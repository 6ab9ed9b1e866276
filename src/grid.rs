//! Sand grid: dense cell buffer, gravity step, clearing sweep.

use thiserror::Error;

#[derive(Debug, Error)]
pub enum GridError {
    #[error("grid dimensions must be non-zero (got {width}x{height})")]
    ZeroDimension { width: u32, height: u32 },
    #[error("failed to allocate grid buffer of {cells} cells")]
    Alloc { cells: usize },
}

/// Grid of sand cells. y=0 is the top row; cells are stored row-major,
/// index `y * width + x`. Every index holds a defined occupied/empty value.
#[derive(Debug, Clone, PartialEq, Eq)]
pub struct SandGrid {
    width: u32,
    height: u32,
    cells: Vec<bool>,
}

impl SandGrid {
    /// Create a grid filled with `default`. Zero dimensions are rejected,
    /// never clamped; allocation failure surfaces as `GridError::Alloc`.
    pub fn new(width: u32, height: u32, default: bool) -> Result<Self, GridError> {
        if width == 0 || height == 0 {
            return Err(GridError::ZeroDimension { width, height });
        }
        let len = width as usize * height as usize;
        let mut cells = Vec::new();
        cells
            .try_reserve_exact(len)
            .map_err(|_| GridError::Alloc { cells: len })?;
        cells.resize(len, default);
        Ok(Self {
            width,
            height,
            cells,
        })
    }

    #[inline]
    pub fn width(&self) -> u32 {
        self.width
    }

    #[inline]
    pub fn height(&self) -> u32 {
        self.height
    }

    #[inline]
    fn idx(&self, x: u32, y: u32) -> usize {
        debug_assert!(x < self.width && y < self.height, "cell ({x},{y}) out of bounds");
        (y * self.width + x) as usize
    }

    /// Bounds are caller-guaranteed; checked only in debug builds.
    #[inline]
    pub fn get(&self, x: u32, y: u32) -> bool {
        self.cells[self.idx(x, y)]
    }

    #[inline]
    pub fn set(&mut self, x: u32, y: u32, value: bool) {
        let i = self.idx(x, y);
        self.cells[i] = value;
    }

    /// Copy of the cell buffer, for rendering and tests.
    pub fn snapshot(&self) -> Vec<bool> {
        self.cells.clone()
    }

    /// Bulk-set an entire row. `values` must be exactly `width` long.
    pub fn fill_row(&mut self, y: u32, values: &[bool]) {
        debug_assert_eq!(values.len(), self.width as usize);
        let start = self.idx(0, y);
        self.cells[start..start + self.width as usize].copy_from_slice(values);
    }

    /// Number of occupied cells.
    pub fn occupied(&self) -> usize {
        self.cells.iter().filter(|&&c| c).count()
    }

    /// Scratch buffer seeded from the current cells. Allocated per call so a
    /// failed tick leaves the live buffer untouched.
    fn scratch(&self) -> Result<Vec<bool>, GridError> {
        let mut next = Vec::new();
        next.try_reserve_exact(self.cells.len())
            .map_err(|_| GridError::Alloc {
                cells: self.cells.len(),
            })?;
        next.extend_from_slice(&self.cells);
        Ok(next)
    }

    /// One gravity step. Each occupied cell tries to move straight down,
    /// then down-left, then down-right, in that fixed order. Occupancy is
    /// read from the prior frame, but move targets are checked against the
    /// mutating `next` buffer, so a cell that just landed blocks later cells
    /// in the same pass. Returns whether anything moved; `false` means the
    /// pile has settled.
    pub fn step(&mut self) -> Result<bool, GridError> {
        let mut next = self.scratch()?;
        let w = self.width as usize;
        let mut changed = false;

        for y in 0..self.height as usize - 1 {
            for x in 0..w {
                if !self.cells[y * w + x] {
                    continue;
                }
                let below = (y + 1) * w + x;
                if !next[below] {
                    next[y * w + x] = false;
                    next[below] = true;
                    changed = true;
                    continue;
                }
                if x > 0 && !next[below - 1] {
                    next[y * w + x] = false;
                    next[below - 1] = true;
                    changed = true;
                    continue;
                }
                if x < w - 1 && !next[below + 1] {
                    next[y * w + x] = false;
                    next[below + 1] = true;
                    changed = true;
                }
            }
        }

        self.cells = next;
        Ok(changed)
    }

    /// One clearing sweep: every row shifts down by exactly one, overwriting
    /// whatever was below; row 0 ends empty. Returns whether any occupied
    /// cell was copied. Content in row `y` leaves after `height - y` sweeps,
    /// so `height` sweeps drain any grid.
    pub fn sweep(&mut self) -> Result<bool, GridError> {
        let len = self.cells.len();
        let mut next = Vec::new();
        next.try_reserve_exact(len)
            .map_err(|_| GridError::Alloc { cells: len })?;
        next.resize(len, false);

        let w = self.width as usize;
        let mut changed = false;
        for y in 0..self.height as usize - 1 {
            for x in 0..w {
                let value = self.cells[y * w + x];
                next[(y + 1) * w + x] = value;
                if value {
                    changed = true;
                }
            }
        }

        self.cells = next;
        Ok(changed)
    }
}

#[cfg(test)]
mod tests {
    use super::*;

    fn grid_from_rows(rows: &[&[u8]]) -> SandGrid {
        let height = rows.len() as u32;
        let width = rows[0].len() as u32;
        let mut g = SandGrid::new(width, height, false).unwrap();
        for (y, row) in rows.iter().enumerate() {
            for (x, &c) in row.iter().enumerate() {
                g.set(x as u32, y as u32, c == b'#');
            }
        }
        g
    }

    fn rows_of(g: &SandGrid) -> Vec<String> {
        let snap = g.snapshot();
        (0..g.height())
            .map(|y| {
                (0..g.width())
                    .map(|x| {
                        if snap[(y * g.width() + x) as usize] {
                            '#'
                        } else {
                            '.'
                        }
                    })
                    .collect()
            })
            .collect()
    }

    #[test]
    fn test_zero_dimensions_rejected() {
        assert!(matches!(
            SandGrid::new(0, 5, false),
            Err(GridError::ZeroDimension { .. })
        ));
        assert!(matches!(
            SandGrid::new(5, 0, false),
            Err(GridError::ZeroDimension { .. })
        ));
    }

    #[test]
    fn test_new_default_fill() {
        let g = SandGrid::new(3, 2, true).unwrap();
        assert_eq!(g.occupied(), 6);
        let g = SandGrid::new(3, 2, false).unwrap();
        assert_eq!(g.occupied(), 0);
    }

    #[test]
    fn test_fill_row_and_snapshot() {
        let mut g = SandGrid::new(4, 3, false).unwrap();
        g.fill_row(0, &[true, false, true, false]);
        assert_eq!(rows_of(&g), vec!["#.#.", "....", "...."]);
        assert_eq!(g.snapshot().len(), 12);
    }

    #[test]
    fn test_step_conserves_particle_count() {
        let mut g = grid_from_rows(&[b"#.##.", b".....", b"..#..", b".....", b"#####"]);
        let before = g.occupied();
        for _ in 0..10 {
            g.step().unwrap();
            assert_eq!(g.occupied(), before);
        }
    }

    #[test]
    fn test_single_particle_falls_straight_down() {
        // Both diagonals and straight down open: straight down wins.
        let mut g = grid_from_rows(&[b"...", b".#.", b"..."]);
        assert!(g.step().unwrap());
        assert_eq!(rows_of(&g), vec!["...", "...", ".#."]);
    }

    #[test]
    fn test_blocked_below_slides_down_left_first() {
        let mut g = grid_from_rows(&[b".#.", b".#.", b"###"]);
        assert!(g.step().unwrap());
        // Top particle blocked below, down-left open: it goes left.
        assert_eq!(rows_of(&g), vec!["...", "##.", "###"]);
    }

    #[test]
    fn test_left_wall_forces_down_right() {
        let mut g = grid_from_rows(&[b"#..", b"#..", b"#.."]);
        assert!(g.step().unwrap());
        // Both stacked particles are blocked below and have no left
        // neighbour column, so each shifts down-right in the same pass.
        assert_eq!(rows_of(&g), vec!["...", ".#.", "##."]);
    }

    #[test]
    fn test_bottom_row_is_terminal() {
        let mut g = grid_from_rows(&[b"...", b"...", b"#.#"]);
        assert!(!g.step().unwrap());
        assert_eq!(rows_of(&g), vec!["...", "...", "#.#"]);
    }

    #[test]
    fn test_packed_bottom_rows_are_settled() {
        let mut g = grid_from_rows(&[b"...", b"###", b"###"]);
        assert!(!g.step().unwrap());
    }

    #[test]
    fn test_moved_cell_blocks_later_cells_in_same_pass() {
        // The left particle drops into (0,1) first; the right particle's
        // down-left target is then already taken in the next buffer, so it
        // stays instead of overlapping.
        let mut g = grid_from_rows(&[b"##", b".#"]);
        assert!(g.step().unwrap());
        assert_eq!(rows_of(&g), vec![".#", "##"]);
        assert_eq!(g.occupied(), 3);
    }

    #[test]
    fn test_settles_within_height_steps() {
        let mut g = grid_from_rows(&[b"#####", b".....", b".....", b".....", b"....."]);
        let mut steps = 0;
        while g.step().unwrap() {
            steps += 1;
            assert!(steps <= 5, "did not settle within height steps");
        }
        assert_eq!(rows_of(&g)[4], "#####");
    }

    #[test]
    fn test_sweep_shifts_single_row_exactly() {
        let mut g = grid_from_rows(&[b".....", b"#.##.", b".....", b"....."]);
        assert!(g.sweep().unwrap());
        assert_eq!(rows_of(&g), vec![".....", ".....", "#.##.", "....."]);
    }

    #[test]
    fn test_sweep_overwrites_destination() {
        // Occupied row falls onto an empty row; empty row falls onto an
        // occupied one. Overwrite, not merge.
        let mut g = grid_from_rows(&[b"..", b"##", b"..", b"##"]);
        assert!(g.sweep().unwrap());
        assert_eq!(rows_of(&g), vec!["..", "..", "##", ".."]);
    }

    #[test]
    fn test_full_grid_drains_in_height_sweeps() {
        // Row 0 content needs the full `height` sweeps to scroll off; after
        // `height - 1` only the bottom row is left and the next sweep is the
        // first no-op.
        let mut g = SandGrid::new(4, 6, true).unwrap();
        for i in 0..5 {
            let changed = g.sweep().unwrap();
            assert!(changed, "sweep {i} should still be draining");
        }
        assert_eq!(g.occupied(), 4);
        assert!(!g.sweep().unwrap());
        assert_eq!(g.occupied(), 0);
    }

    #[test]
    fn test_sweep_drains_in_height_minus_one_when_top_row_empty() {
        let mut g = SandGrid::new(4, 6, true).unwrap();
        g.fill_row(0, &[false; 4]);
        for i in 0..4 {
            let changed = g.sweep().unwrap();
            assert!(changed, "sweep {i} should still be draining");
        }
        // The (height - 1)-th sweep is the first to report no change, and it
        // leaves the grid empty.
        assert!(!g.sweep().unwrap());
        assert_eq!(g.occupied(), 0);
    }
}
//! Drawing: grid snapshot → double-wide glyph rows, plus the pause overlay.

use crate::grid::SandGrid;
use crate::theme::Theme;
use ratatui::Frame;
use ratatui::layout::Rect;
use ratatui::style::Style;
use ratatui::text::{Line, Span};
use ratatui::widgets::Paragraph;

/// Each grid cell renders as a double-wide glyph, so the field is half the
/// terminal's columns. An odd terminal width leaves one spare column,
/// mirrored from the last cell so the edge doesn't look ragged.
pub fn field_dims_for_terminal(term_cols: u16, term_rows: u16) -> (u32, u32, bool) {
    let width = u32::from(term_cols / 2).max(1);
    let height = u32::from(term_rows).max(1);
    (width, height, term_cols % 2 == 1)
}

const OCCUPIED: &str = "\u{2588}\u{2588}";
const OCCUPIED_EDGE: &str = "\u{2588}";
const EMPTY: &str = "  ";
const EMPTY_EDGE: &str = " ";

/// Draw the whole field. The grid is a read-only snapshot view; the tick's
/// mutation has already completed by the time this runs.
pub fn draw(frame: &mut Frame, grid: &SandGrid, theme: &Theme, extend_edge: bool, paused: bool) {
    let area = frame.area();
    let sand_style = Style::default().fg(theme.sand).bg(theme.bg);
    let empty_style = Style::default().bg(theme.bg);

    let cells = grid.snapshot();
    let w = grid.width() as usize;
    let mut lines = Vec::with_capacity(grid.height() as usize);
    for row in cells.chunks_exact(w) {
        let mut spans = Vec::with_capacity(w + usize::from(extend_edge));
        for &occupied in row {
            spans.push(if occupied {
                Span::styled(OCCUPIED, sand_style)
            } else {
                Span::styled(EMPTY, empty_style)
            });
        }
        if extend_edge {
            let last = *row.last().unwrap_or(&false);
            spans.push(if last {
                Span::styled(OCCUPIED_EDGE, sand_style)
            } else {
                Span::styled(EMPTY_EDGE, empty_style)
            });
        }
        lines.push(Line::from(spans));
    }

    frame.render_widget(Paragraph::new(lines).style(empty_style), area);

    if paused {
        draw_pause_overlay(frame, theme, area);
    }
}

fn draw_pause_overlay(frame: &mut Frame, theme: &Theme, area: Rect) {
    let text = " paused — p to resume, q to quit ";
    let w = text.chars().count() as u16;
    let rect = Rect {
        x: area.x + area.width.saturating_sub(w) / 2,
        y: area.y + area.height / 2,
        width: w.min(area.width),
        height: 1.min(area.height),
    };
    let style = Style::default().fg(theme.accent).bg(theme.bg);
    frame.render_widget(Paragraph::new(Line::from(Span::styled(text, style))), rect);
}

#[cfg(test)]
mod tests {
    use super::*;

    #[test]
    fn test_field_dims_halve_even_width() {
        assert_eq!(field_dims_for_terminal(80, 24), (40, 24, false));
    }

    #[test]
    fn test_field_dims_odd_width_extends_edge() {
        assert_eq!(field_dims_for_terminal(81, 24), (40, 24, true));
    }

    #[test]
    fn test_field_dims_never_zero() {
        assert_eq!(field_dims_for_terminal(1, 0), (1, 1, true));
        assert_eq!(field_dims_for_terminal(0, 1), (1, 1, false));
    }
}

Your objective ▸
Copy every line from the records above that contains the string "Both".

Exercise solution ▸
        // Both diagonals and straight down open: straight down wins.
        // Both stacked particles are blocked below and have no left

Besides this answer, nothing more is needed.